Likewise, Merolla asks whether a federal court, where the city would need to take its appeal, would give much weight to Warwick’s argument if not supported by recognized experts. As for DePasquale’s work, Merolla says, “I don’t think he has the experience with what’s been raised nationally.”
“There’s no expert testimony,” Merolla said of the city’s arguments to date, “Now that the horse has left the barn, it’s out the door.”
Merolla said consecutive budgets have set aside funds to hire counsel and experts and, with the exception of one year when about $12,000 was spent, it has gone untouched.
“We’re negotiating from a position of weakness, we just keep writing letters…we’re not even rattling the sabers,” he said.
A total of $65,024 is allocated for airport litigation, an amount that isn’t expected to take the city very far.
Nonetheless, DePasquale believes the city is well positioned to bring legal action – although all that may do is delay things.
“All the potential issues of litigation have been forwarded to the FAA and are on record,” he said. His point is that the FAA can’t now argue that the city should have raised those issues during the process.
“We have preserved our rights to contest it,” he said.
Of the latest proposal to expand the airport, DePasquale said, “It has been seven years and $12 million on the RIAC side and we’ve done everything in house. In essence we’ve saved all our ammo until the end.”
The city’s arguments, as defined by DePasquale, focus on inadequate mitigation of adverse impacts and full disclosure of impacts. Specifically, he cites potential health impacts on John Wickes School students playing outdoors and loss of affordable housing.
City Council President Bruce Place thinks highly of DePasquale and the work he’s done.
“He just knows his stuff,” he said.
Yet Place favors challenging the decision if it comes to that.
“I don’t think we should roll over and die,” he said. “The city needs to provide legal action on those things we object to.”

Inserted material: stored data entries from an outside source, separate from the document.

use berth_core::{BerthConfig, DependencyManifest};
use serde::Serialize;
use std::path::PathBuf;

#[derive(Serialize)]
struct CheckOutput<'a> {
    project: Option<&'a str>,
    groups: &'a [String],
    packages: Vec<PackageOutput<'a>>,
    fingerprint: String,
}

#[derive(Serialize)]
struct PackageOutput<'a> {
    name: &'a str,
    version: &'a str,
}

/// Verify the lock against the manifest and print the runtime set.
pub async fn check(json: bool) -> anyhow::Result<()> {
    let project_dir = PathBuf::from(".");
    let config = BerthConfig::load(&project_dir)?;
    let manifest = DependencyManifest::load(&project_dir, &config.dependencies)?;
    let resolved = manifest.resolve(&config.dependencies.groups)?;
    let fingerprint = resolved.fingerprint();

    if json {
        let output = CheckOutput {
            project: manifest.project_name.as_deref(),
            groups: &config.dependencies.groups,
            packages: resolved
                .iter()
                .map(|(name, version)| PackageOutput { name, version })
                .collect(),
            fingerprint,
        };
        println!("{}", serde_json::to_string_pretty(&output)?);
        return Ok(());
    }

    println!(
        "Lock file is up to date ({} locked, {} installed for groups: {})",
        manifest.lock().len(),
        resolved.len(),
        config.dependencies.groups.join(", ")
    );
    println!();
    for (name, version) in resolved.iter() {
        println!("  {name}=={version}");
    }
    println!();
    println!("Fingerprint: {fingerprint}");

    Ok(())
}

Place would like to see the extension shortened, even though the mayor has advocated that position for years and neither RIAC or the FAA have considered his proposal for a runway of 8,300 feet.
About a year ago, the council rejected a memorandum of agreement that would have guaranteed certain benefits, such as relocating the Winslow Park play fields, in exchange for an agreement not to contest.
Like Merolla, Ward 4 Councilman Joseph Solomon argues the city should have turned to outside advice earlier. He said his concern is the health and safety of the public. As to how much the city should spend, he rhetorically asks, “How much is health and safety worth; how much is a life worth?”
“Win, lose or draw,” he says, “we go down fighting. I can’t lie down on this issue.”
In addition to a longer runway, the record of decision will apply to runway safety areas on Runway 16-34. Extension of those safety areas, estimated at $77 million, would require the relocation of the Post and Airport Road intersection to the north and the alternation of about seven acres of Buckeye Brook wetlands.
The safety improvements are a priority and would be the first of the two major projects to be undertaken. Even if unsuccessful, legally challenging the record of decision could delay the safety improvements as well as a longer runway.